§ **WHAT IS REQUIRED**
In the records that come next, find every line with "PusherPhase". Return those lines.

§ **DATA SHOWN**
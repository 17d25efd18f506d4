//! Discrete game events and read-only snapshots for renderers, HUDs and audio

use glam::Vec3;
use serde::{Deserialize, Serialize};

use super::pusher::{ControlMode, PusherPhase, Side};

/// Index of an arena within its pool
pub type ArenaId = usize;

/// Why an arena was reset
#[derive(Debug, Clone, Copy, PartialEq, Eq, Serialize, Deserialize)]
pub enum ResetReason {
    Goal,
    StepLimit,
    /// Requested by the host (driver, UI, tests)
    External,
}

#[derive(Debug, Clone, PartialEq, Serialize, Deserialize)]
pub enum GameEvent {
    /// A pusher started touching the puck
    PuckStrike { side: Side },
    /// Puck entered a goal pocket; scores after counting the goal
    Goal { scorer: Side, near: u32, far: u32 },
    /// A side reached the win threshold; scores are zeroed with the reset
    MatchWon { winner: Side },
    /// Episode boundary applied
    EpisodeReset { reason: ResetReason },
}

/// Event tagged with its arena
#[derive(Debug, Clone, PartialEq, Serialize, Deserialize)]
pub struct ArenaEvent {
    pub arena: ArenaId,
    pub event: GameEvent,
}

#[derive(Debug, Clone, PartialEq, Serialize, Deserialize)]
pub struct BodySnapshot {
    pub local: Vec3,
    pub world: Vec3,
    pub vel: Vec3,
}

#[derive(Debug, Clone, PartialEq, Serialize, Deserialize)]
pub struct PusherSnapshot {
    pub side: Side,
    pub body: BodySnapshot,
    pub mode: ControlMode,
    pub phase: PusherPhase,
    pub steps: u32,
    pub episode_reward: f32,
}

#[derive(Debug, Clone, PartialEq, Serialize, Deserialize)]
pub struct ArenaSnapshot {
    pub arena: ArenaId,
    pub origin: Vec3,
    pub puck: BodySnapshot,
    pub pushers: [PusherSnapshot; 2],
    pub score_near: u32,
    pub score_far: u32,
    pub episodes: u64,
}

#[derive(Debug, Clone, PartialEq, Serialize, Deserialize)]
pub struct PoolSnapshot {
    pub step: u64,
    pub arenas: Vec<ArenaSnapshot>,
}
//! Table geometry in the arena's local frame
//!
//! The table is a rectangle centred on the arena origin, X along its length
//! and Z across it. The Near side defends the -X end, the Far side the +X end.
//! Each end wall has a goal mouth the puck can pass through.

use glam::{Vec2, Vec3};
use serde::{Deserialize, Serialize};

use super::clamp::AxisRange;
use super::collision::{Contact, circle_plane_contact};
use super::pusher::Side;
use crate::settings::TableSettings;

/// Axis-aligned rectangle on the table plane (x, z)
#[derive(Debug, Clone, Copy, PartialEq, Serialize, Deserialize)]
pub struct Rect {
    pub min: Vec2,
    pub max: Vec2,
}

impl Rect {
    pub fn new(min: Vec2, max: Vec2) -> Self {
        Self { min, max }
    }

    pub fn contains(&self, p: Vec3) -> bool {
        p.x >= self.min.x && p.x <= self.max.x && p.z >= self.min.y && p.z <= self.max.y
    }
}

/// A straight wall, possibly with a goal mouth cut into it
#[derive(Debug, Clone, Copy, PartialEq, Serialize, Deserialize)]
pub struct Wall {
    /// Unit normal pointing into the table
    pub normal: Vec3,
    /// Plane offset: the surface is `p · normal == offset`
    pub offset: f32,
    /// Half-width of the opening centred on z = 0 (end walls only)
    pub mouth: Option<f32>,
}

impl Wall {
    pub fn contact(&self, pos: Vec3, radius: f32) -> Contact {
        if self.mouth.is_some_and(|half| pos.z.abs() < half) {
            return Contact::miss();
        }
        circle_plane_contact(pos, radius, self.normal, self.offset)
    }
}

/// Static table description shared by every arena of a pool
#[derive(Debug, Clone, Serialize, Deserialize)]
pub struct Table {
    pub half_length: f32,
    pub half_width: f32,
    pub goal_half_width: f32,
    pub goal_depth: f32,
    pub walls: [Wall; 4],
}

impl Table {
    pub fn new(settings: &TableSettings) -> Self {
        let hl = settings.half_length;
        let hw = settings.half_width;
        let mouth = Some(settings.goal_half_width);
        Self {
            half_length: hl,
            half_width: hw,
            goal_half_width: settings.goal_half_width,
            goal_depth: settings.goal_depth,
            walls: [
                // Side walls at z = ±half_width
                Wall {
                    normal: -Vec3::Z,
                    offset: -hw,
                    mouth: None,
                },
                Wall {
                    normal: Vec3::Z,
                    offset: -hw,
                    mouth: None,
                },
                // End walls at x = ±half_length
                Wall {
                    normal: -Vec3::X,
                    offset: -hl,
                    mouth,
                },
                Wall {
                    normal: Vec3::X,
                    offset: -hl,
                    mouth,
                },
            ],
        }
    }

    /// Travel range along X for a pusher of `side`: its own half of the table
    pub fn pusher_x_range(&self, side: Side) -> AxisRange {
        match side {
            Side::Near => AxisRange::new(-self.half_length, 0.0),
            Side::Far => AxisRange::new(0.0, self.half_length),
        }
    }

    /// Travel range along Z keeping a body of `radius` inside the side walls
    pub fn z_range(&self, radius: f32) -> AxisRange {
        let limit = (self.half_width - radius).max(0.0);
        AxisRange::new(-limit, limit)
    }

    /// Goal pocket behind the end wall defended by `defender`
    pub fn goal_region(&self, defender: Side) -> Rect {
        let (x0, x1) = match defender {
            Side::Near => (-self.half_length - self.goal_depth, -self.half_length),
            Side::Far => (self.half_length, self.half_length + self.goal_depth),
        };
        Rect::new(
            Vec2::new(x0, -self.goal_half_width),
            Vec2::new(x1, self.goal_half_width),
        )
    }

    /// Which half a local X coordinate lies on; the centre line counts as neither
    pub fn half_of(&self, x: f32) -> Option<Side> {
        if x < 0.0 {
            Some(Side::Near)
        } else if x > 0.0 {
            Some(Side::Far)
        } else {
            None
        }
    }
}
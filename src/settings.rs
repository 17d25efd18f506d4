//! Simulation settings
//!
//! Everything tunable about the table, the bodies, rewards and the arena grid.
//! Loaded from JSON; every section falls back to its defaults so partial files
//! work.

use std::path::Path;

use glam::Vec3;
use serde::{Deserialize, Serialize};

use crate::consts::*;
use crate::error::ConfigError;

/// Contact response and body properties
#[derive(Debug, Clone, PartialEq, Serialize, Deserialize)]
#[serde(default)]
pub struct PhysicsTuning {
    /// Fixed step length (seconds)
    pub dt: f32,
    /// Speed added along a wall normal on each bounce
    pub wall_bounce_kick: f32,
    /// Minimum post-bounce speed
    pub unstick_speed: f32,
    pub puck_mass: f32,
    pub pusher_mass: f32,
    pub puck_radius: f32,
    pub pusher_radius: f32,
    /// Puck speed cap; keeps per-step travel shorter than the goal pocket
    pub max_puck_speed: f32,
}

impl Default for PhysicsTuning {
    fn default() -> Self {
        Self {
            dt: SIM_DT,
            wall_bounce_kick: WALL_BOUNCE_KICK,
            unstick_speed: UNSTICK_SPEED,
            puck_mass: PUCK_MASS,
            pusher_mass: PUSHER_MASS,
            puck_radius: PUCK_RADIUS,
            pusher_radius: PUSHER_RADIUS,
            max_puck_speed: PUCK_MAX_SPEED,
        }
    }
}

/// Pusher actuation and observation scaling
#[derive(Debug, Clone, PartialEq, Serialize, Deserialize)]
#[serde(default)]
pub struct PusherTuning {
    pub max_speed: f32,
    pub accel_rate: f32,
    pub decel_rate: f32,
    /// Divisor for observed positions
    pub half_table_width: f32,
    /// Scripted controller stops closing in below this offset
    pub scripted_deadzone: f32,
}

impl Default for PusherTuning {
    fn default() -> Self {
        Self {
            max_speed: PUSHER_MAX_SPEED,
            accel_rate: PUSHER_ACCEL_RATE,
            decel_rate: PUSHER_DECEL_RATE,
            half_table_width: OBS_HALF_TABLE_WIDTH,
            scripted_deadzone: 0.05,
        }
    }
}

/// Reward shaping for policy-driven pushers
#[derive(Debug, Clone, PartialEq, Serialize, Deserialize)]
#[serde(default)]
pub struct RewardTuning {
    /// Every step
    pub existence_penalty: f32,
    /// Puck on the agent's own half
    pub puck_own_half: f32,
    /// Puck on the opponent's half
    pub puck_opponent_half: f32,
    /// Agent touched the puck
    pub puck_touch: f32,
    /// Opponent touched the puck
    pub opponent_touch: f32,
    /// Both agents when the step limit ends the episode
    pub step_limit_penalty: f32,
    pub goal_scored: f32,
    pub goal_conceded: f32,
}

impl Default for RewardTuning {
    fn default() -> Self {
        Self {
            existence_penalty: -0.001,
            puck_own_half: -0.0015,
            puck_opponent_half: 0.002,
            puck_touch: 5.0,
            opponent_touch: -3.0,
            step_limit_penalty: -100.0,
            goal_scored: 1.0,
            goal_conceded: -1.0,
        }
    }
}

/// Episode rules
#[derive(Debug, Clone, PartialEq, Serialize, Deserialize)]
#[serde(default)]
pub struct EpisodeSettings {
    /// Steps per episode; 0 disables the limit
    pub max_steps: u32,
    /// Chance each side is policy-driven for an episode
    pub policy_probability: f32,
    /// Goals needed to win a match
    pub win_threshold: u32,
}

impl Default for EpisodeSettings {
    fn default() -> Self {
        Self {
            max_steps: DEFAULT_MAX_STEPS,
            policy_probability: DEFAULT_POLICY_PROBABILITY,
            win_threshold: DEFAULT_WIN_THRESHOLD,
        }
    }
}

/// Table geometry and start poses (arena-local)
#[derive(Debug, Clone, PartialEq, Serialize, Deserialize)]
#[serde(default)]
pub struct TableSettings {
    pub half_length: f32,
    pub half_width: f32,
    pub goal_half_width: f32,
    pub goal_depth: f32,
    pub puck_start: Vec3,
    pub near_start: Vec3,
    pub far_start: Vec3,
}

impl Default for TableSettings {
    fn default() -> Self {
        Self {
            half_length: TABLE_HALF_LENGTH,
            half_width: TABLE_HALF_WIDTH,
            goal_half_width: GOAL_HALF_WIDTH,
            goal_depth: GOAL_DEPTH,
            puck_start: Vec3::ZERO,
            near_start: Vec3::new(-1.5, 0.0, 0.0),
            far_start: Vec3::new(1.5, 0.0, 0.0),
        }
    }
}

/// Arena grid placement (purely geometric)
#[derive(Debug, Clone, PartialEq, Serialize, Deserialize)]
#[serde(default)]
pub struct GridSettings {
    pub rows: u32,
    pub columns: u32,
    /// Spacing between columns (world X)
    pub step_x: f32,
    /// Spacing between rows (world Z)
    pub step_z: f32,
}

impl Default for GridSettings {
    fn default() -> Self {
        Self {
            rows: 3,
            columns: 3,
            step_x: 10.0,
            step_z: 15.0,
        }
    }
}

impl GridSettings {
    pub fn arena_count(&self) -> usize {
        self.rows as usize * self.columns as usize
    }
}

/// Complete simulation settings
#[derive(Debug, Clone, PartialEq, Serialize, Deserialize)]
#[serde(default)]
pub struct SimSettings {
    pub physics: PhysicsTuning,
    pub pusher: PusherTuning,
    pub rewards: RewardTuning,
    pub episode: EpisodeSettings,
    pub table: TableSettings,
    pub grid: GridSettings,
    /// Base seed; each arena derives its own stream
    pub seed: u64,
    /// Step arenas on the rayon pool
    pub parallel: bool,
}

impl Default for SimSettings {
    fn default() -> Self {
        Self {
            physics: PhysicsTuning::default(),
            pusher: PusherTuning::default(),
            rewards: RewardTuning::default(),
            episode: EpisodeSettings::default(),
            table: TableSettings::default(),
            grid: GridSettings::default(),
            seed: 42,
            parallel: true,
        }
    }
}

impl SimSettings {
    /// Training grid: every side policy-driven, arenas stepped in parallel
    pub fn training() -> Self {
        let mut settings = Self::default();
        settings.episode.policy_probability = 1.0;
        settings
    }

    /// One table, no step limit, occasional scripted opponents
    pub fn exhibition() -> Self {
        let mut settings = Self::default();
        settings.grid.rows = 1;
        settings.grid.columns = 1;
        settings.episode.max_steps = 0;
        settings.parallel = false;
        settings
    }

    pub fn from_json(json: &str) -> Result<Self, ConfigError> {
        let settings: Self = serde_json::from_str(json)?;
        settings.validate()?;
        Ok(settings)
    }

    pub fn load(path: impl AsRef<Path>) -> Result<Self, ConfigError> {
        let path = path.as_ref();
        let json = std::fs::read_to_string(path)?;
        let settings = Self::from_json(&json)?;
        log::info!("Loaded settings from {}", path.display());
        Ok(settings)
    }

    pub fn to_json(&self) -> Result<String, ConfigError> {
        Ok(serde_json::to_string_pretty(self)?)
    }

    /// Reject settings the simulation cannot run with
    pub fn validate(&self) -> Result<(), ConfigError> {
        let positive = [
            ("physics.dt", self.physics.dt),
            ("physics.puck_mass", self.physics.puck_mass),
            ("physics.pusher_mass", self.physics.pusher_mass),
            ("physics.puck_radius", self.physics.puck_radius),
            ("physics.pusher_radius", self.physics.pusher_radius),
            ("physics.max_puck_speed", self.physics.max_puck_speed),
            ("pusher.max_speed", self.pusher.max_speed),
            ("pusher.accel_rate", self.pusher.accel_rate),
            ("pusher.decel_rate", self.pusher.decel_rate),
            ("pusher.half_table_width", self.pusher.half_table_width),
            ("table.half_length", self.table.half_length),
            ("table.half_width", self.table.half_width),
            ("table.goal_half_width", self.table.goal_half_width),
            ("table.goal_depth", self.table.goal_depth),
        ];
        for (field, value) in positive {
            if !(value.is_finite() && value > 0.0) {
                return Err(ConfigError::invalid(field, format!("must be positive, got {value}")));
            }
        }

        let non_negative = [
            ("physics.wall_bounce_kick", self.physics.wall_bounce_kick),
            ("physics.unstick_speed", self.physics.unstick_speed),
            ("pusher.scripted_deadzone", self.pusher.scripted_deadzone),
        ];
        for (field, value) in non_negative {
            if !(value.is_finite() && value >= 0.0) {
                return Err(ConfigError::invalid(
                    field,
                    format!("must be non-negative, got {value}"),
                ));
            }
        }

        let p = self.episode.policy_probability;
        if !(0.0..=1.0).contains(&p) {
            return Err(ConfigError::invalid(
                "episode.policy_probability",
                format!("must be in [0, 1], got {p}"),
            ));
        }
        if self.episode.win_threshold == 0 {
            return Err(ConfigError::invalid("episode.win_threshold", "must be at least 1"));
        }
        if self.grid.rows == 0 || self.grid.columns == 0 {
            return Err(ConfigError::invalid("grid", "needs at least one row and one column"));
        }
        if self.table.goal_half_width >= self.table.half_width {
            return Err(ConfigError::invalid(
                "table.goal_half_width",
                "goal mouth must be narrower than the table",
            ));
        }
        if self.physics.pusher_radius >= self.table.half_width {
            return Err(ConfigError::invalid(
                "physics.pusher_radius",
                "pusher does not fit on the table",
            ));
        }
        Ok(())
    }
}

§ **EXERCISE ANSWER**
use super::pusher::{ControlMode, PusherPhase, Side};
    pub phase: PusherPhase,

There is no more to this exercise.